TERAPIA

La terapia dei disordini temporomandibolari prevede un approccio multidisciplinare, che comprende una serie di interventi volti a migliorare la funzionalità dei vari distretti dell’organismo che possono essere coinvolti. Questo significa che può essere necessario l’intervento di diversi specialisti nei vari campi della medicina.
La maggior parte dei pazienti con disordini temporomandibolari possono essere trattati con successo con metodiche conservative e reversibili. Queste metodiche includono istruzioni per il paziente sui fattori di rischio e su come intervenire modificando i comportamenti e le abitudini scorrette, l’uso di farmaci, esercizi e altre metodiche fisioterapiche, l’uso di dispositivi orali che prendono il nome di “bite” (alcuni utilizzano altri nomi: placca, placca di svincolo, ecc.). Il bite è un dispositivo rimovibile in resina trasparente che ricopre la superficie dei denti, superiori o inferiori, e permette di modificare temporaneamente il modo in cui essi vengono in contatto quando chiudiamo la bocca (vedi figure). Aiuta a ridurre la sollecitazione delle ATM e a facilitare il rilassamento dei muscoli masticatori. In alcuni casi un bite può essere usato per modificare e correggere temporaneamente la posizione della mandibola. L’utilizzo di un bite durante il sonno è spesso anche consigliato per limitare i danni e ridurre la sintomatologia causata dal bruxismo.
Nella maggior parte dei casi nessun trattamento definitivo è necessario, ma in alcuni casi selezionati può essere indicata una modifica permanente dell’occlusione dentale.
Questi interventi vanno valutati caso per caso; si può intervenire con una terapia ortodontica (il classico “apparecchio”), “spostando” i denti per correggere la malocclusione dentale; oppure con un trattamento protesico (capsule o ponti), soprattutto nei casi in cui ci siano dei denti mancanti, oppure, nei casi più semplici, si può modificare la superficie dei denti con l’uso di materiali da ricostruzione o rimuovendo le piccole interferenze dei contatti dentali. L’utilità di queste terapie deve essere però valutata attentamente per il dubbio ruolo dell’occlusione dentale sull’origine dei disordini temporomandibolari.

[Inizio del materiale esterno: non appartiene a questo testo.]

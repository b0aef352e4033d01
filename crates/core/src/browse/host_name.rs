use std::net::IpAddr;

use crate::Error;
use crate::cache::Cache;
use crate::domain;
use crate::record::Key;
use crate::scope::{InterfaceIndex, Protocol, Scope};
use crate::server::Server;

use super::{
    BrowserEvent, BrowserId, BrowserKind, Delivery, Effects, ListenerBox, RecordChange,
    ResolveListener, ResolverEvent, Subscription, address_keys,
};

/// A host name and one of its addresses.
#[derive(Debug, Clone, PartialEq, Eq)]
pub struct HostNameResolution {
    pub host_name: String,
    pub address: IpAddr,
}

/// Resolves a host name to its first known address.
pub(crate) struct HostNameResolver {
    host_name: String,
    aprotocol: Option<Protocol>,
    done: bool,
}

impl Subscription for HostNameResolver {
    fn keys(&self) -> Vec<Key> {
        address_keys(&self.host_name, self.aprotocol)
    }

    fn on_change(
        &mut self,
        _cache: &Cache,
        _scope: &Scope,
        change: &RecordChange<'_>,
        effects: &mut Effects,
    ) {
        if self.done || change.event != BrowserEvent::New {
            return;
        }
        if !self.keys().iter().any(|k| k.matches(change.record.key())) {
            return;
        }
        let Some(address) = change.record.data().as_address() else {
            return;
        };

        self.done = true;
        effects.finished = true;
        effects
            .deliveries
            .push(Delivery::HostName(ResolverEvent::Found {
                interface: change.interface,
                protocol: change.protocol,
                result: HostNameResolution {
                    host_name: change.record.name().to_string(),
                    address,
                },
            }));
    }

    fn on_deadline(&mut self, effects: &mut Effects) {
        if !self.done {
            self.done = true;
            effects.finished = true;
            effects
                .deliveries
                .push(Delivery::HostName(ResolverEvent::Timeout));
        }
    }

    fn is_resolver(&self) -> bool {
        true
    }
}

impl Server {
    /// Resolves `host_name` to an address of family `aprotocol` (any if `None`).
    pub fn host_name_resolver_new(
        &mut self,
        interface: Option<InterfaceIndex>,
        protocol: Option<Protocol>,
        host_name: &str,
        aprotocol: Option<Protocol>,
        listener: impl ResolveListener<HostNameResolution> + 'static,
    ) -> Result<BrowserId, Error> {
        if !domain::is_valid_domain_name(host_name) {
            return Err(Error::InvalidDomainName(host_name.to_string()));
        }
        let kind = BrowserKind::HostName(HostNameResolver {
            host_name: domain::normalize(host_name),
            aprotocol,
            done: false,
        });
        self.browser_attach(
            Scope::new(interface, protocol),
            kind,
            ListenerBox::HostName(Box::new(listener)),
        )
    }
}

Un altro tipo di terapia irreversibile è la chirurgia. Fortunatamente, le indicazioni chirurgiche sono poche, ma in alcuni casi può essere molto efficace. La metodica meno invasiva è l’artrocentesi, che consiste in un “lavaggio” della cavità articolare. Un po’ più invasiva è l’artroscopia, che permette di visualizzare con una videocamera l’interno della cavità articolare e di intervenire a scopo sia diagnostico che terapeutico. Nei casi più complessi si ricorre alla chirurgia articolare aperta (artroplastica, artrotomia), che è sicuramente più invasiva, ma permette di intervenire nelle patologie più avanzate.
Quando la sintomatologia è determinata da altre cause, oltre a quelle di pertinenza odontoiatrica, l’odontoiatra deve essere affiancato da altri professionisti. Il fisiatra, il fisioterapista, il chiropratico, l’osteopata sono importanti nel trattamento dei pazienti che lamentano dolore o rigidità al collo, alle spalle, alla schiena e che necessitano di interventi mirati in sedi diverse dal cavo orale. È spesso utile associare anche un esercizio fisico appropriato, come il nuoto, la ginnastica a corpo libero, pilates, yoga.
Il neurologo è indispensabile nella valutazione di pazienti che presentano cefalee non correlate a malocclusione dentale e bruxismo o parafunzioni orali, oppure per la cura di pazienti con patologie che riguardano il sistema nervoso, sia periferico che centrale, ad esempio la nevralgia del trigemino.
Lo psicologo e lo psichiatra sono fondamentali quando fattori di natura emotiva (stress, ansia, depressione) sono coinvolti nel mantenimento della sintomatologia, insieme a tecniche di rilassamento come gli esercizi di respirazione, la meditazione, lo yoga.